Temporomandibular joint (TMJ) disorder (TMD) can cause a lot of problems and discomfort for our patients. While the best care is a diagnosis and corrective oral appliance therapy, there are some self-care measures you can share with your patients to help as well. Here are a few self-care tips that can help your patients find relief from their jaw pain.
Be mindful of what you eat
This isn’t about the right diet to lose weight. This is about understanding what types of food overextend the jaw and add even more pressure and pain. Sometimes it can be that simple: choose the right foods for your jaw.
Chewing strains the TMJ and when symptoms are bad, patients might not be able to chew at all. Patients can be mindful of what they eat by:
- Choosing soft foods. Look to scrambled eggs, oatmeal, yogurt, quiche, tofu, soup, smoothies, pasta, fish, mashed potatoes, milkshakes, bananas, applesauce, gelatin, ice cream, etc.
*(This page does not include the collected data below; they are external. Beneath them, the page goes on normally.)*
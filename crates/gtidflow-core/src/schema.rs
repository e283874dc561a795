//! Table metadata for interpreting positional row data.
//!
//! Binlog rows events carry values by position only. The registry maps each
//! monitored `(database, table)` to its ordered column definitions, built once
//! at startup from the source's catalog or from an exported snapshot.

use std::fs;
use std::future::Future;
use std::path::Path;

use chrono::{NaiveDateTime, TimeZone, Utc};
use indexmap::IndexMap;
use serde::{Deserialize, Serialize};
use tracing::{info, warn};

use crate::error::{Error, Result};
use crate::types::{RawValue, Value};

const DATETIME_FORMAT: &str = "%Y-%m-%d %H:%M:%S";
const DATETIME_FRACTION_FORMAT: &str = "%Y-%m-%d %H:%M:%S%.f";
const ZERO_DATETIME: &str = "0000-00-00 00:00:00";
const ZERO_DATE: &str = "0000-00-00";

/// Source data type families that need distinct value handling.
#[derive(Debug, Clone, Copy, PartialEq, Eq)]
pub enum ColumnType {
    DateTime,
    Date,
    Integer,
    Float,
    Text,
    Binary,
    Other,
}

impl ColumnType {
    /// Classify a catalog `DATA_TYPE` such as `datetime` or `bigint`.
    pub fn from_data_type(data_type: &str) -> Self {
        match data_type.trim().to_ascii_lowercase().as_str() {
            "datetime" | "timestamp" => ColumnType::DateTime,
            "date" => ColumnType::Date,
            "tinyint" | "smallint" | "mediumint" | "int" | "integer" | "bigint" => {
                ColumnType::Integer
            }
            "float" | "double" | "real" => ColumnType::Float,
            "char" | "varchar" | "tinytext" | "text" | "mediumtext" | "longtext" | "json"
            | "enum" | "set" => ColumnType::Text,
            "binary" | "varbinary" | "tinyblob" | "blob" | "mediumblob" | "longblob" => {
                ColumnType::Binary
            }
            _ => ColumnType::Other,
        }
    }
}

/// A column definition from the catalog.
#[derive(Debug, Clone, PartialEq, Eq, Serialize, Deserialize)]
pub struct ColumnDef {
    pub name: String,
    /// 1-based position in the table, matching row tuple order.
    pub ordinal_position: u32,
    pub nullable: bool,
    /// Catalog `DATA_TYPE`, e.g. `datetime`.
    pub data_type: String,
}

impl ColumnDef {
    pub fn new(
        name: impl Into<String>,
        ordinal_position: u32,
        nullable: bool,
        data_type: impl Into<String>,
    ) -> Self {
        Self {
            name: name.into(),
            ordinal_position,
            nullable,
            data_type: data_type.into(),
        }
    }

    pub fn column_type(&self) -> ColumnType {
        ColumnType::from_data_type(&self.data_type)
    }

    /// Reshape a raw stream value according to this column's type.
    ///
    /// Never fails: a value that cannot be interpreted is passed through
    /// and a warning is logged.
    pub fn format(&self, raw: RawValue) -> Value {
        match (self.column_type(), raw) {
            (_, RawValue::Null) => Value::Null,
            (ColumnType::DateTime, RawValue::Text(s)) => self.format_datetime(s),
            (ColumnType::Date, RawValue::Text(s)) if s.is_empty() || s == ZERO_DATE => {
                Value::Null
            }
            (ColumnType::Integer, RawValue::Text(s)) => match s.trim().parse::<i64>() {
                Ok(i) => Value::Integer(i),
                Err(_) => {
                    warn!(column = %self.name, value = %s, "Non-numeric value in integer column");
                    Value::Text(s)
                }
            },
            (ColumnType::Float, RawValue::Int(i)) => Value::Float(i as f64),
            (ColumnType::Float, RawValue::UInt(u)) => Value::Float(u as f64),
            (ColumnType::Text, RawValue::Bytes(b)) => match String::from_utf8(b) {
                Ok(s) => Value::Text(s),
                Err(e) => {
                    warn!(column = %self.name, "Invalid UTF-8 in text column");
                    Value::Raw(e.into_bytes())
                }
            },
            (_, raw) => Value::from(raw),
        }
    }

    fn format_datetime(&self, s: String) -> Value {
        if s.is_empty() || s == ZERO_DATETIME {
            return Value::Null;
        }

        let parsed = NaiveDateTime::parse_from_str(&s, DATETIME_FORMAT)
            .or_else(|_| NaiveDateTime::parse_from_str(&s, DATETIME_FRACTION_FORMAT));

        match parsed {
            Ok(naive) => Value::Timestamp(Utc.from_utc_datetime(&naive)),
            Err(e) => {
                warn!(column = %self.name, value = %s, error = %e, "Failed to parse datetime column");
                Value::Text(s)
            }
        }
    }
}

/// Columns of one table, ordered by ordinal position.
#[derive(Debug, Clone, PartialEq, Eq, Serialize, Deserialize)]
pub struct TableSchema {
    pub database: String,
    pub name: String,
    pub columns: Vec<ColumnDef>,
}

impl TableSchema {
    /// Build a table schema, sorting columns and checking positions are 1..=n.
    pub fn new(
        database: impl Into<String>,
        name: impl Into<String>,
        mut columns: Vec<ColumnDef>,
    ) -> Result<Self> {
        let database = database.into();
        let name = name.into();

        if columns.is_empty() {
            return Err(Error::EmptyTable { database, table: name });
        }

        columns.sort_by_key(|c| c.ordinal_position);
        for (i, column) in columns.iter().enumerate() {
            let expected = i as u32 + 1;
            if column.ordinal_position != expected {
                return Err(Error::InvalidSchema {
                    database,
                    table: name,
                    reason: format!(
                        "column '{}' has position {}, expected {}",
                        column.name, column.ordinal_position, expected
                    ),
                });
            }
        }

        Ok(Self {
            database,
            name,
            columns,
        })
    }

    /// Column for the `index`-th (0-based) value of a row tuple.
    pub fn column_at(&self, index: usize) -> Result<&ColumnDef> {
        self.columns.get(index).ok_or_else(|| Error::ColumnLookup {
            database: self.database.clone(),
            table: self.name.clone(),
            index,
        })
    }

    pub fn column_names(&self) -> impl Iterator<Item = &str> {
        self.columns.iter().map(|c| c.name.as_str())
    }
}

/// Which tables of a database to monitor.
#[derive(Debug, Clone, PartialEq, Eq)]
pub struct SchemaSelection {
    pub database: String,
    /// Explicit table names; empty means every table in the database.
    pub tables: Vec<String>,
}

impl SchemaSelection {
    pub fn new(database: impl Into<String>, tables: Vec<String>) -> Self {
        Self {
            database: database.into(),
            tables,
        }
    }

    pub fn all_tables(database: impl Into<String>) -> Self {
        Self::new(database, vec![])
    }
}

/// Source of table and column definitions.
pub trait Catalog: Send + Sync {
    /// All table names owned by a database.
    fn table_names(&self, database: &str) -> impl Future<Output = Result<Vec<String>>> + Send;

    /// Column definitions of a table, ordered by ordinal position.
    fn columns(
        &self,
        database: &str,
        table: &str,
    ) -> impl Future<Output = Result<Vec<ColumnDef>>> + Send;
}

/// Read-only lookup from `(database, table)` to [`TableSchema`].
#[derive(Debug, Clone, Default, PartialEq, Serialize, Deserialize)]
#[serde(transparent)]
pub struct SchemaRegistry {
    databases: IndexMap<String, IndexMap<String, TableSchema>>,
}

impl SchemaRegistry {
    /// Query the catalog for every selected table.
    pub async fn build<C: Catalog>(catalog: &C, selections: &[SchemaSelection]) -> Result<Self> {
        let mut registry = SchemaRegistry::default();

        for selection in selections {
            let tables = if selection.tables.is_empty() {
                let names = catalog.table_names(&selection.database).await?;
                info!(
                    database = %selection.database,
                    tables = names.len(),
                    "Resolved all tables in database"
                );
                names
            } else {
                selection.tables.clone()
            };

            for table in &tables {
                let columns = catalog.columns(&selection.database, table).await?;
                registry.insert(TableSchema::new(&selection.database, table, columns)?);
            }

            // A database with no tables still counts as monitored.
            registry
                .databases
                .entry(selection.database.clone())
                .or_default();
        }

        Ok(registry)
    }

    pub fn insert(&mut self, table: TableSchema) {
        self.databases
            .entry(table.database.clone())
            .or_default()
            .insert(table.name.clone(), table);
    }

    pub fn query(&self, database: &str, table: &str) -> Result<&TableSchema> {
        self.databases
            .get(database)
            .and_then(|tables| tables.get(table))
            .ok_or_else(|| Error::TableNotFound {
                database: database.to_string(),
                table: table.to_string(),
            })
    }

    pub fn databases(&self) -> impl Iterator<Item = &str> {
        self.databases.keys().map(String::as_str)
    }

    pub fn tables(&self) -> impl Iterator<Item = &TableSchema> {
        self.databases.values().flat_map(|tables| tables.values())
    }

    pub fn table_count(&self) -> usize {
        self.databases.values().map(IndexMap::len).sum()
    }

    pub fn is_empty(&self) -> bool {
        self.table_count() == 0
    }

    /// Load a registry from a JSON snapshot written by [`SchemaRegistry::save`].
    ///
    /// Every table is re-validated, so a hand-edited snapshot cannot smuggle in
    /// gaps in column positions.
    pub fn load(path: impl AsRef<Path>) -> Result<Self> {
        let content = fs::read_to_string(path.as_ref())?;
        let raw: SchemaRegistry = serde_json::from_str(&content)?;

        let mut registry = SchemaRegistry::default();
        for (database, tables) in raw.databases {
            registry.databases.entry(database.clone()).or_default();
            for (name, table) in tables {
                registry.insert(TableSchema::new(&database, name, table.columns)?);
            }
        }
        Ok(registry)
    }

    pub fn save(&self, path: impl AsRef<Path>) -> Result<()> {
        fs::write(path.as_ref(), self.to_json()?)?;
        Ok(())
    }

    pub fn to_json(&self) -> Result<String> {
        Ok(serde_json::to_string_pretty(self)?)
    }
}
use std::collections::HashMap;
use std::sync::{Arc, Mutex};

use crate::error::{NsqError, NsqResult};
use crate::topic::validate_topic;
use crate::Publisher;

/// A mock publisher for testing.
#[derive(Clone, Default)]
pub struct MockPublisher {
    state: Arc<Mutex<MockState>>,
}

#[derive(Default)]
struct MockState {
    /// Recorded messages by topic, in publish order.
    published: HashMap<String, Vec<Vec<u8>>>,
    /// Publish calls, successful or not.
    attempts: usize,
    /// If set, all publishes fail with this error.
    fail_with: Option<String>,
    /// Fail this many upcoming publishes.
    fail_next: usize,
}

impl MockPublisher {
    pub fn new() -> Self {
        Self::default()
    }

    /// Create a mock publisher that simulates a broker outage.
    pub fn failing(error_message: impl Into<String>) -> Self {
        let publisher = Self::new();
        publisher.lock().fail_with = Some(error_message.into());
        publisher
    }

    /// Fail the next `count` publishes with a network error.
    pub fn fail_next(&self, count: usize) {
        self.lock().fail_next = count;
    }

    /// Messages published to a topic.
    pub fn published(&self, topic: &str) -> Vec<Vec<u8>> {
        self.lock().published.get(topic).cloned().unwrap_or_default()
    }

    pub fn total_published(&self) -> usize {
        self.lock().published.values().map(Vec::len).sum()
    }

    pub fn attempts(&self) -> usize {
        self.lock().attempts
    }

    pub fn clear(&self) {
        let mut state = self.lock();
        state.published.clear();
        state.attempts = 0;
    }

    fn lock(&self) -> std::sync::MutexGuard<'_, MockState> {
        self.state.lock().unwrap_or_else(|e| e.into_inner())
    }
}

impl Publisher for MockPublisher {
    async fn publish(&self, topic: &str, payload: Vec<u8>) -> NsqResult<()> {
        let mut state = self.lock();
        state.attempts += 1;

        validate_topic(topic)?;

        if let Some(ref error) = state.fail_with {
            return Err(NsqError::Network(error.clone()));
        }
        if state.fail_next > 0 {
            state.fail_next -= 1;
            return Err(NsqError::Network("simulated failure".into()));
        }

        state
            .published
            .entry(topic.to_string())
            .or_default()
            .push(payload);
        Ok(())
    }
}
- Not biting into hard foods. Try to avoid whole apples, carrots and corn on the cob. Anything that overextends the jaw will cause added pain and discomfort.
- Grinding or finely chopping meats and other tough foods. Instead of reaching for that juicy steak, try hamburger meat instead. There are options that can help.
Alternate use of ice and heat
Ice helps reduce swelling and pain while heat helps relax the muscles, increasing blood flow. When a patient is experiencing severe pain, it is best to use a gel pack or cold pack. Apply the ice pack for about 10 to 20 minutes and repeat as needed. An easy way to make a cold pack is to place ice cubes in a plastic bag that seals at the top. Then wrap the bag in a clean, thin towel or cloth. Do not place ice or a cold pack directly on the skin.
When experiencing mild to moderate muscle pain, that is when you should use moist heat. Apply a moist, warm towel to the muscles for 10 to 20 minutes–similar to when using a cold pack. Repeat this as needed as well.
Stay away from triggers
There are certain activities that can make TMD symptoms worse. It is vital that our patients learn to stay away from those triggers and limit the strain on their jaw muscles. This goes back to not eating hard to chewy foods. Be mindful of what you eat and how it impacts the jaw muscles.
If a patient’s jaw aches, it is also important to reschedule any routine dental visits, such as cleanings. And if the jaw pain is severe, it is vital they come in to see a specialist. Additionally, when yawning, patients should support their jaw. To do this, when a yawn is coming on, put a fist under the jaw and apply gentle pressure. It helps to prevent wide, painful yawns. And if any other activity hurts your jaw, avoid those as well.